Honestly, the price of the BTC is decently stable, I wouldn't expect anything to happen which would effect their prices enough to make a difference within a 15-minute window.

Ex. The Bitcoin is on an uptrend and went up 30$ in the window between when I checked it ~8 hours ago and just now. Even if it managed to do that in a 15-minute window of time, that's only 30-dollars off of every 600 dollars you spend. A 100$ dollar order will only see a 5 dollar 'discount'. And if it goes the other way, they make a bit more, so over time I'm guessing it'll mostly even out, Maybe a bit more in the consumers favor if we assume the BTC price will end-up going up.

I mean, e.g. buying $800K worth of bitcoin in 15 minutes, so that you can increase the price and then buy $5M worth of goods NewEgg - would $800K in fifteen minutes press newegg's btc-denominated price well below wholesale on those same electronic goods?
The lower graph here shows the depth of the market. Right now, for $800k USD, you can move the price from $656/BTC to $665/BTC. So you might get a $67,700 discount on your $5,000,000 order.
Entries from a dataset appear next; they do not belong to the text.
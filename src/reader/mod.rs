//! Module for reading delimited source files into Arrow record batches.
//!
//! The header line defines the columns. Every column is read as nullable text
//! so that the column layout can be checked before any value is interpreted.

use std::io::{BufRead, BufReader};
use std::path::Path;
use std::sync::Arc;
use std::time::Instant;

use arrow::compute::concat_batches;
use arrow::csv::ReaderBuilder;
use arrow::record_batch::RecordBatch;

use crate::error::util::safe_open_file;
use crate::error::{Error, Result};
use crate::schema::columns::text_schema;
use crate::utils::logging::{ReadProgress, log_empty_source, log_read_complete, log_read_start};

/// Split a header line into column names
///
/// Surrounding quotes, whitespace and a UTF-8 byte order mark are removed.
#[must_use]
pub fn parse_header(line: &str) -> Vec<String> {
    let line = line.trim_start_matches('\u{feff}').trim_end_matches(['\r', '\n']);
    if line.trim().is_empty() {
        return Vec::new();
    }

    line.split(',')
        .map(|name| name.trim().trim_matches('"').to_string())
        .collect()
}

/// Read a delimited file into a single record batch
///
/// # Arguments
/// * `path` - Path to the source file
/// * `batch_size` - Rows per read batch
/// * `show_progress` - Show a spinner while reading
pub fn read_delimited(path: &Path, batch_size: usize, show_progress: bool) -> Result<RecordBatch> {
    let start = Instant::now();
    log_read_start(path);

    let file = safe_open_file(path)?;
    let progress = ReadProgress::new(show_progress, &path.display().to_string());
    let batch = read_delimited_from(BufReader::new(file), batch_size, &progress);
    progress.finish();
    let batch = batch?;

    if batch.num_rows() == 0 {
        log_empty_source(path);
    }
    log_read_complete(path, batch.num_rows(), start.elapsed());
    Ok(batch)
}

/// Read delimited text with a header line from any buffered reader
pub fn read_delimited_from<R: BufRead>(
    mut input: R,
    batch_size: usize,
    progress: &ReadProgress,
) -> Result<RecordBatch> {
    let mut header = String::new();
    input
        .read_line(&mut header)
        .map_err(|e| Error::io("<header>", e))?;

    let schema = Arc::new(text_schema(&parse_header(&header)));
    if schema.fields().is_empty() {
        return Ok(RecordBatch::new_empty(schema));
    }

    let reader = ReaderBuilder::new(Arc::clone(&schema))
        .with_header(false)
        .with_batch_size(batch_size.max(1))
        .build(input)?;

    let mut batches = Vec::new();
    for batch in reader {
        let batch = batch?;
        progress.advance(batch.num_rows());
        batches.push(batch);
    }

    log::debug!("Concatenating {} read batches", batches.len());
    Ok(concat_batches(&schema, &batches)?)
}
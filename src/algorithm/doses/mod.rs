//! Dose-level aggregation
//!
//! The global aggregation runs through these stages in order:
//!
//! 1. [`aggregator`] collapses events into one row per `(date, vaccine)` with a
//!    count slot per dose ordinal.
//! 2. [`inference`] fills the completion slot of single-dose vaccines.
//! 3. [`totals`] computes the regimen-aware `total_vaccinations` of each row.
//! 4. [`rollup`] reduces the rows to one aggregate per date.
//! 5. [`cumulative`] turns daily values into running totals.

use chrono::NaiveDate;

use crate::catalog::RegimenKind;
use crate::models::DoseOrdinal;

pub mod aggregator;
pub mod cumulative;
pub mod inference;
pub mod rollup;
pub mod totals;

pub use aggregator::{aggregate_by_date_vaccine, dose_matrix};
pub use cumulative::{enrich_cumulative_sums, ensure_strictly_increasing};
pub use inference::{infer_completions, infer_single_dose_completions};
pub use rollup::{DateAggregate, rollup_by_date};
pub use totals::{apply_total_vaccinations, total_vaccinations};

/// Dose counts per ordinal; `None` means no event with that ordinal was recorded
#[derive(Debug, Clone, Copy, Default, PartialEq, Eq)]
pub struct DoseSlots([Option<u64>; 4]);

impl DoseSlots {
    /// Recorded count for an ordinal
    #[must_use]
    pub const fn get(&self, ordinal: DoseOrdinal) -> Option<u64> {
        self.0[ordinal.index()]
    }

    /// Count for an ordinal with missing cells read as zero
    #[must_use]
    pub fn count(&self, ordinal: DoseOrdinal) -> u64 {
        self.get(ordinal).unwrap_or(0)
    }

    /// Overwrite the cell of an ordinal
    pub fn set(&mut self, ordinal: DoseOrdinal, value: Option<u64>) {
        self.0[ordinal.index()] = value;
    }
}

/// Summed dose counts of one vaccine on one date
#[derive(Debug, Clone, PartialEq, Eq)]
pub struct VaccineDoseRow {
    pub date: NaiveDate,
    /// Canonical vaccine name
    pub vaccine: String,
    pub regimen: RegimenKind,
    pub doses: DoseSlots,
    /// Regimen-aware total, set by [`apply_total_vaccinations`]
    pub total_vaccinations: Option<u64>,
}

impl VaccineDoseRow {
    /// Row with no recorded doses
    #[must_use]
    pub fn new(date: NaiveDate, vaccine: impl Into<String>, regimen: RegimenKind) -> Self {
        Self {
            date,
            vaccine: vaccine.into(),
            regimen,
            doses: DoseSlots::default(),
            total_vaccinations: None,
        }
    }

    /// Set the count of one ordinal
    #[must_use]
    pub fn with_doses(mut self, ordinal: DoseOrdinal, count: u64) -> Self {
        self.doses.set(ordinal, Some(count));
        self
    }
}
Edit: spaced the link https://bitcoinity.org/markets

IIRC someone implemented this attack (buying or selling small amounts could move the price on BitStamp and Coinbase would offer to buy/sell large amounts at that price), notified Coinbase, and now it's fixed.
Interesting :) Do you know what the fix was?
I think they were using the "last price" instead of the "weighted average", or some stupid mistake like that, and obviously without any sanity checks. Meaning someone could manipulate Coinbase's price by placing a tiny buy order for a very high price or a tiny sell order for a very low price.
What protects against this is that if you put in a bunch of buy orders for BTC at high dollar amounts, a rash of people would rush to sell their BTC.

You might temporarily drive up the exchange price sharply, but at the cost of buy a ton of BTC at an inflated price.
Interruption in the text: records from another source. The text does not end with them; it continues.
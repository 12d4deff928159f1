//! Define the search subcommand for free text place searches
use super::{capture_click, ClickOpts, Context};
use crate::click::{CaptureTarget, CoordinateFields, FieldPair};
use crate::config::FeatureType;
use crate::services::{TextSearch, TextSearchOptions};
use structopt::StructOpt;

/// Search places by text, results are biased towards a position
#[derive(Debug, StructOpt)]
pub struct SearchOpts {
    /// Text to search for
    #[structopt(name = "TEXT")]
    text: String,
    /// Longitude of the bias position in degrees
    #[structopt(name = "LON")]
    lon: Option<String>,
    /// Latitude of the bias position in degrees
    #[structopt(name = "LAT")]
    lat: Option<String>,
    #[structopt(flatten)]
    click: ClickOpts,
}

/// Implementation of the `search` subcommand
pub fn search_command(
    ctx: &mut Context,
    opts: SearchOpts,
) -> Result<(), Box<dyn std::error::Error>> {
    let mut fields = CoordinateFields {
        search: FieldPair::new(
            opts.lon.as_deref().unwrap_or_default(),
            opts.lat.as_deref().unwrap_or_default(),
        ),
        ..Default::default()
    };
    capture_click(ctx, &opts.click, CaptureTarget::SearchPosition, &mut fields)?;
    let position = fields.search.position()?;

    let options: TextSearchOptions = ctx.config.feature_options(FeatureType::Places)?;
    TextSearch::new(options).add_to_map(
        &ctx.settings,
        &ctx.client,
        &opts.text,
        position,
        &mut ctx.project,
    )?;
    Ok(())
}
Of course, that's the cost. But how much do you have to spend in bitcoins to drive the price up that much?

e.g. buying $800K worth of bitcoin in 15 minutes, so that you can increase the price of BTC and then buy $5M worth of goods NewEgg - would $800K in fifteen minutes press newegg's btc-denominated price well below wholesale on those same electronic goods? (including to cover what you overpaid for the btc to execute your position.)
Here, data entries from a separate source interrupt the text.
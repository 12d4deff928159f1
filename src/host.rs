//! The map that published layers end up in
use crate::click::ViewCrs;
use crate::layer::{Field, GeometryKind, Labeling, Layer, LayerBuilder, Renderer};
use crate::Error;
use geojson::FeatureCollection;
use log::{debug, info};
use serde::{Deserialize, Serialize};
use std::fs::{create_dir_all, File};
use std::io::{BufReader, BufWriter};
use std::path::Path;

/// Name of the manifest written into a project directory
pub static PROJECT_FILE_NAME: &str = "project.json";

/// Parameters of a tile data source string
static DATA_SOURCE_KEYS: &[&str] = &["styleUrl", "type", "url", "zmax", "zmin"];

/// Receives finished layers for display
pub trait MapHost {
    /// Take ownership of a fully built vector layer
    fn add_layer(&mut self, layer: Layer) -> Result<(), Error>;

    /// Register a tile layer, tiles are fetched by the host itself
    fn add_tile_layer(&mut self, source: TileLayerSource) -> Result<(), Error>;

    /// Coordinate system of the map view
    fn crs(&self) -> ViewCrs;
}

#[derive(Debug, Copy, Clone, PartialEq, Eq, Serialize, Deserialize)]
#[serde(rename_all = "snake_case")]
pub enum TileKind {
    /// Vector tiles rendered with a style descriptor
    Vector,
    /// Pre-rendered raster tiles
    Raster,
}

/// Describes a tile layer, the tile URL keeps its `{z}/{x}/{y}` placeholders
#[derive(Debug, Clone, PartialEq)]
pub struct TileLayerSource {
    pub name: String,
    pub kind: TileKind,
    pub style_url: Option<String>,
    pub tile_url: String,
    pub min_zoom: u8,
    pub max_zoom: u8,
}

impl TileLayerSource {
    /// Data source string in the form desktop GIS tile providers accept
    pub fn data_source(&self) -> String {
        match &self.style_url {
            Some(style_url) => format!(
                "styleUrl={}&type=xyz&url={}&zmax={}&zmin={}",
                style_url, self.tile_url, self.max_zoom, self.min_zoom
            ),
            None => format!(
                "type=xyz&url={}&zmin={}&zmax={}",
                self.tile_url, self.min_zoom, self.max_zoom
            ),
        }
    }

    /// Parse a string written by [`TileLayerSource::data_source`]
    pub fn from_data_source(
        name: &str,
        kind: TileKind,
        data_source: &str,
    ) -> Result<Self, Error> {
        let mut params: Vec<(&str, String)> = Vec::new();
        for part in data_source.split('&') {
            match part.split_once('=') {
                Some((key, value)) if DATA_SOURCE_KEYS.contains(&key) => {
                    params.push((key, value.to_string()))
                }
                // an '&' that belongs to one of the URLs
                _ => match params.last_mut() {
                    Some((_, value)) => {
                        value.push('&');
                        value.push_str(part);
                    }
                    None => return Err(invalid_data_source(data_source)),
                },
            }
        }
        let param = |key: &str| {
            params
                .iter()
                .find(|(k, _)| *k == key)
                .map(|(_, v)| v.clone())
        };
        let zoom = |key: &str| -> Result<u8, Error> {
            param(key)
                .and_then(|v| v.parse().ok())
                .ok_or_else(|| invalid_data_source(data_source))
        };
        Ok(TileLayerSource {
            name: name.to_string(),
            kind,
            style_url: param("styleUrl"),
            tile_url: param("url").ok_or_else(|| invalid_data_source(data_source))?,
            min_zoom: zoom("zmin")?,
            max_zoom: zoom("zmax")?,
        })
    }
}

fn invalid_data_source(data_source: &str) -> Error {
    Error::InvalidConfigurationValue(format!("invalid tile data source: {}", data_source))
}

/// Contents of `project.json`, vector layer features live in their own GeoJSON files
#[derive(Debug, Serialize, Deserialize)]
struct Manifest {
    crs: ViewCrs,
    tile_layers: Vec<TileLayerEntry>,
    layers: Vec<LayerEntry>,
}

#[derive(Debug, Serialize, Deserialize)]
struct TileLayerEntry {
    name: String,
    kind: TileKind,
    data_source: String,
}

#[derive(Debug, Serialize, Deserialize)]
struct LayerEntry {
    name: String,
    file: String,
    geometry_kind: GeometryKind,
    schema: Vec<Field>,
    renderer: Option<Renderer>,
    labeling: Option<Labeling>,
}

impl LayerEntry {
    /// Rebuild the layer from its GeoJSON file in `dir`
    fn load(self, dir: &Path) -> Result<Layer, Error> {
        let fp = BufReader::new(File::open(dir.join(&self.file))?);
        let collection: FeatureCollection = serde_json::from_reader(fp).map_err(Error::Decode)?;
        let mut builder = LayerBuilder::new(&self.name, self.geometry_kind, self.schema)
            .populate_geojson(collection)?;
        if let Some(renderer) = self.renderer {
            builder = builder.style(renderer)?;
        }
        if let Some(labeling) = self.labeling {
            builder = builder.label(labeling)?;
        }
        Ok(builder.build())
    }
}

/// In-memory map project that can be saved to and restored from a directory
#[derive(Debug, Clone, PartialEq)]
pub struct MapProject {
    crs: ViewCrs,
    tile_layers: Vec<TileLayerSource>,
    layers: Vec<Layer>,
}

impl Default for MapProject {
    fn default() -> Self {
        MapProject {
            crs: ViewCrs::WebMercator,
            tile_layers: Vec::new(),
            layers: Vec::new(),
        }
    }
}

impl MapProject {
    pub fn new() -> Self {
        Self::default()
    }

    pub fn with_crs(crs: ViewCrs) -> Self {
        MapProject {
            crs,
            ..Default::default()
        }
    }

    /// Load the project saved in a directory, or start a new one if there is none
    pub fn open_dir(dir: &Path) -> Result<Self, Error> {
        let manifest = dir.join(PROJECT_FILE_NAME);
        if !manifest.exists() {
            debug!("No project found in {:?}, starting a new one", dir);
            return Ok(Self::new());
        }
        let fp = BufReader::new(File::open(&manifest)?);
        let manifest: Manifest = serde_json::from_reader(fp).map_err(Error::Decode)?;

        let mut project = MapProject::with_crs(manifest.crs);
        for entry in manifest.tile_layers {
            project.tile_layers.push(TileLayerSource::from_data_source(
                &entry.name,
                entry.kind,
                &entry.data_source,
            )?);
        }
        for entry in manifest.layers {
            debug!("Loading layer '{}' from {}", entry.name, entry.file);
            project.layers.push(entry.load(dir)?);
        }
        Ok(project)
    }

    /// Write the manifest and one GeoJSON file per vector layer
    pub fn write_to_dir(&self, dir: &Path) -> Result<(), Error> {
        if !dir.exists() {
            create_dir_all(dir)?;
        }
        let mut layers = Vec::with_capacity(self.layers.len());
        for (index, layer) in self.layers.iter().enumerate() {
            let file = geojson_file_name(index, layer.name());
            let path = dir.join(&file);
            let writer = BufWriter::new(File::create(&path)?);
            serde_json::to_writer_pretty(writer, &layer.to_geojson()?)
                .map_err(|e| Error::Io(e.into()))?;
            debug!("Wrote layer '{}' to {:?}", layer.name(), path);
            layers.push(LayerEntry {
                name: layer.name().to_string(),
                file,
                geometry_kind: layer.geometry_kind(),
                schema: layer.schema().to_vec(),
                renderer: layer.renderer().cloned(),
                labeling: layer.labeling().cloned(),
            });
        }
        let manifest = Manifest {
            crs: self.crs,
            tile_layers: self
                .tile_layers
                .iter()
                .map(|source| TileLayerEntry {
                    name: source.name.clone(),
                    kind: source.kind,
                    data_source: source.data_source(),
                })
                .collect(),
            layers,
        };
        let writer = BufWriter::new(File::create(dir.join(PROJECT_FILE_NAME))?);
        serde_json::to_writer_pretty(writer, &manifest).map_err(|e| Error::Io(e.into()))?;
        info!("Saved map project to {:?}", dir);
        Ok(())
    }

    pub fn layers(&self) -> &[Layer] {
        &self.layers
    }

    pub fn tile_layers(&self) -> &[TileLayerSource] {
        &self.tile_layers
    }
}

impl MapHost for MapProject {
    fn add_layer(&mut self, layer: Layer) -> Result<(), Error> {
        info!(
            "Added {} layer '{}' with {} features",
            layer.geometry_kind(),
            layer.name(),
            layer.features().len()
        );
        self.layers.push(layer);
        Ok(())
    }

    fn add_tile_layer(&mut self, source: TileLayerSource) -> Result<(), Error> {
        info!("Added tile layer '{}'", source.name);
        self.tile_layers.push(source);
        Ok(())
    }

    fn crs(&self) -> ViewCrs {
        self.crs
    }
}

/// Build a file name for a layer that is safe on every platform
fn geojson_file_name(index: usize, name: &str) -> String {
    let name: String = name
        .chars()
        .map(|c| {
            if c.is_ascii_alphanumeric() || c == '-' || c == '_' {
                c
            } else {
                '_'
            }
        })
        .collect();
    format!("{:02}-{}.geojson", index, name)
}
Taking into account the potential for extreme value fluctuation seems a reasonable guess to me.
I'd say it's because bitcoin transactions are not instant. To fully 'verify' that a transaction has taken place, they need 6 confirmations. The transaction may within a few seconds show up on the bitcoin blockchain, but it can't be fully trusted until it has at least 6 confirmations. Waiting for that can take some time.
I'm pretty sure Bitcoin payment processors like Bitpay aren't waiting for 6 full confirmations.
yeah. Looks like it's configurable.

https://bitcoin.stackexchange.com/questions/12033/how-many-c...

https://bitpay.com/downloads/bitpayApi.pdf “transactionSpeed” - "medium" An invoice is considered to be "confirmed" after 1 block confirmation (~10 minutes).

BitPay doesn't wait for anything; it's the merchant that chooses how many confirmations to wait for (and incurs the risk of this choice).
It's something normal among bitcoin payment processors because of high price volatality (you could start a payment and only finish it if the bitcoin value goes down).